Cuan Fantastis Pedagang Tikar di Ragunan, Raup Jutaan Rupiah Saat Libur Lebaran

Jurnalis Berita

By Jurnalis Berita

Jakarta – Taman Margasatwa Ragunan (TMR) di Jakarta Selatan dikenal sebagai tujuan favorit masyarakat saat liburan tiba. Keberadaan kerumunan pengunjung di tempat ini selama musim liburan ternyata memberikan peluang besar bagi para pedagang tikar.

Salah satu contohnya adalah Dede (45), warga Cikarang, Bekasi, Jawa Barat. Sepanjang 10 tahun terakhir, Dede menjual tikar secara musiman di sekitar Ragunan setiap kali liburan tiba. Ia mengaku telah menjalani usaha ini sejak putranya SMP.

“Sudah lama. Sejak anak saya SMP, 10 tahun lamanya. Rumah di Cikarang, tetapi kerja di Ragunan saat liburan. Ini pekerjaan sifatnya musiman,” ujarnya saat ditemui Thecuy.com, Minggu (4/1/2026).

Dede mengungkapkan bahwa suaminya juga rutin menjual tikar setiap hari di Ragunan. Namun, ia memilih untuk ikut berdagang pada periode tertentu demi membantu perekonomian keluarga. Meski pendapatan dari usahanya tidak menentu, pada masa liburan Dede bisa meraup hingga Rp 2 juta dalam seminggu.

“Kalau suami jualan setiap hari, lokasinya berbeda. Kadang ramai, kadang sepi, tergantung banyaknya pengunjung. Karena kebutuhan, saya mau membantu suami,” katanya.

Pendapatan dari berjualan tikar memang fluktuatif. Dede mengakui, kadang hanya mendapatkan Rp 300 ribu per hari. Namun, selama liburan, jumlah tikar yang terjual bisa mencapai 50 lembar per hari. Harga per lembar Rp 10 ribu, yang dibagi dua dengan pemilik tikar. Dalam seminggu, ia bisa mengumpulkan sekitar Rp 2,1 juta.

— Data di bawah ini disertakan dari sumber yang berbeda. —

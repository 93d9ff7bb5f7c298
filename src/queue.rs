//! Fixed-capacity FIFO buffering raw records from producer to dispatcher.

use std::time::Duration;

use tokio::sync::mpsc;

/// Multi-producer, multi-consumer bounded queue. `put` blocks while the
/// queue is at capacity; `poll` blocks up to a timeout and returns `None`
/// when no record arrives, which the orchestrator treats as one idleness
/// observation.
pub struct BoundedRecordQueue {
    sender: mpsc::Sender<String>,
    receiver: tokio::sync::Mutex<mpsc::Receiver<String>>,
}

impl BoundedRecordQueue {
    pub fn new(capacity: usize) -> Self {
        let (sender, receiver) = mpsc::channel(capacity);
        Self { sender, receiver: tokio::sync::Mutex::new(receiver) }
    }

    /// A cloneable handle producers use to enqueue records.
    pub fn producer(&self) -> mpsc::Sender<String> {
        self.sender.clone()
    }

    /// Waits up to `timeout` for the next record. Returns `None` on timeout
    /// or once every producer handle has been dropped and the queue drained.
    pub async fn poll(&self, timeout: Duration) -> Option<String> {
        let mut receiver = self.receiver.lock().await;
        tokio::time::timeout(timeout, receiver.recv()).await.ok().flatten()
    }
}
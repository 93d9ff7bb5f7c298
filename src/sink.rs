//! Delivery targets.
//!
//! A sink must acquire one rate-limiter permit before initiating work. Its
//! resolved boolean distinguishes success (`true`) from soft failure
//! (`false`); a thrown error is also a soft failure. Both are retried by the
//! orchestrator up to the configured ceiling.

use std::sync::atomic::{AtomicUsize, Ordering};
use std::sync::Arc;

use async_trait::async_trait;

use crate::rate_limit::RateLimiter;
use crate::role::SinkRole;

/// Capability for delivering one payload to a downstream target.
#[async_trait]
pub trait Sink: Send + Sync {
    /// Sends `payload`, acquiring a rate-limiter permit first. Returns
    /// `true` on success, `false` on soft failure.
    async fn send(&self, payload: &[u8]) -> bool;

    fn role(&self) -> SinkRole;
}

/// REST role: POSTs the payload to a configured URL. Non-2xx responses and
/// transport errors are mapped to a soft failure.
pub struct HttpSink {
    role: SinkRole,
    url: String,
    client: reqwest::Client,
    rate_limiter: Arc<dyn RateLimiter>,
}

impl HttpSink {
    pub fn new(role: SinkRole, url: impl Into<String>, rate_limiter: Arc<dyn RateLimiter>) -> Self {
        Self { role, url: url.into(), client: reqwest::Client::new(), rate_limiter }
    }
}

#[async_trait]
impl Sink for HttpSink {
    async fn send(&self, payload: &[u8]) -> bool {
        self.rate_limiter.acquire().await;

        match self.client.post(&self.url).body(payload.to_vec()).send().await {
            Ok(response) => response.status().is_success(),
            Err(err) => {
                tracing::debug!(role = %self.role, error = %err, "http sink send failed");
                false
            }
        }
    }

    fn role(&self) -> SinkRole {
        self.role
    }
}

/// Scripted or fixed-outcome sink used as the bundled default for the
/// GRPC/MQ/DB roles, and for tests of every role.
pub struct MockSink {
    role: SinkRole,
    rate_limiter: Arc<dyn RateLimiter>,
    outcomes: Vec<bool>,
    cursor: AtomicUsize,
}

impl MockSink {
    /// A sink that always resolves to `outcome`.
    pub fn fixed(role: SinkRole, rate_limiter: Arc<dyn RateLimiter>, outcome: bool) -> Self {
        Self { role, rate_limiter, outcomes: vec![outcome], cursor: AtomicUsize::new(0) }
    }

    /// A sink that replays `outcomes` in order, repeating the last entry
    /// once exhausted.
    pub fn scripted(role: SinkRole, rate_limiter: Arc<dyn RateLimiter>, outcomes: Vec<bool>) -> Self {
        assert!(!outcomes.is_empty(), "MockSink::scripted requires at least one outcome");
        Self { role, rate_limiter, outcomes, cursor: AtomicUsize::new(0) }
    }
}

#[async_trait]
impl Sink for MockSink {
    async fn send(&self, _payload: &[u8]) -> bool {
        self.rate_limiter.acquire().await;
        let index = self.cursor.fetch_add(1, Ordering::SeqCst);
        self.outcomes[index.min(self.outcomes.len() - 1)]
    }

    fn role(&self) -> SinkRole {
        self.role
    }
}

#[cfg(test)]
mod tests {
    use super::*;
    use crate::rate_limit::WindowedRateLimiter;

    #[tokio::test]
    async fn mock_sink_fixed_always_returns_same_outcome() {
        let sink = MockSink::fixed(SinkRole::Db, WindowedRateLimiter::new(10), true);
        assert!(sink.send(b"x").await);
        assert!(sink.send(b"x").await);
    }

    #[tokio::test]
    async fn mock_sink_scripted_replays_then_repeats_last() {
        let sink = MockSink::scripted(SinkRole::Mq, WindowedRateLimiter::new(10), vec![false, false, true]);
        assert!(!sink.send(b"x").await);
        assert!(!sink.send(b"x").await);
        assert!(sink.send(b"x").await);
        assert!(sink.send(b"x").await, "should repeat the last scripted outcome once exhausted");
    }

    #[tokio::test]
    async fn mock_sink_reports_its_role() {
        let sink = MockSink::fixed(SinkRole::Grpc, WindowedRateLimiter::new(10), true);
        assert_eq!(sink.role(), SinkRole::Grpc);
    }

    #[tokio::test]
    async fn mock_sink_respects_rate_limit() {
        let limiter = WindowedRateLimiter::new(1);
        let sink = MockSink::fixed(SinkRole::Rest, limiter.clone(), true);
        sink.send(b"x").await;
        assert_eq!(limiter.available(), 0);
    }
}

Pantauan di lapangan menunjukkan, pada pukul 12.00 WIB, tercatat 31.074 pengunjung yang datang beramai-ramai ke Ragunan. Humas Taman Margasatwa Ragunan, Wahyudi Bambang, memproyeksikan jumlah pengunjung mencapai 50 ribu orang sepanjang hari.

“Walau prediksi 50 ribu, hingga pukul 12.00 WIB sudah ada 31.074 orang yang datang,” ujar Bambang.

Di lokasi, pengunjung terlihat menggelar tikar, makan bersama keluarga, dan menikmati suasana lapangan. Anak-anak berlarian di area rumput, sementara sebagian lain mengunjungi kandang satwa untuk edukasi.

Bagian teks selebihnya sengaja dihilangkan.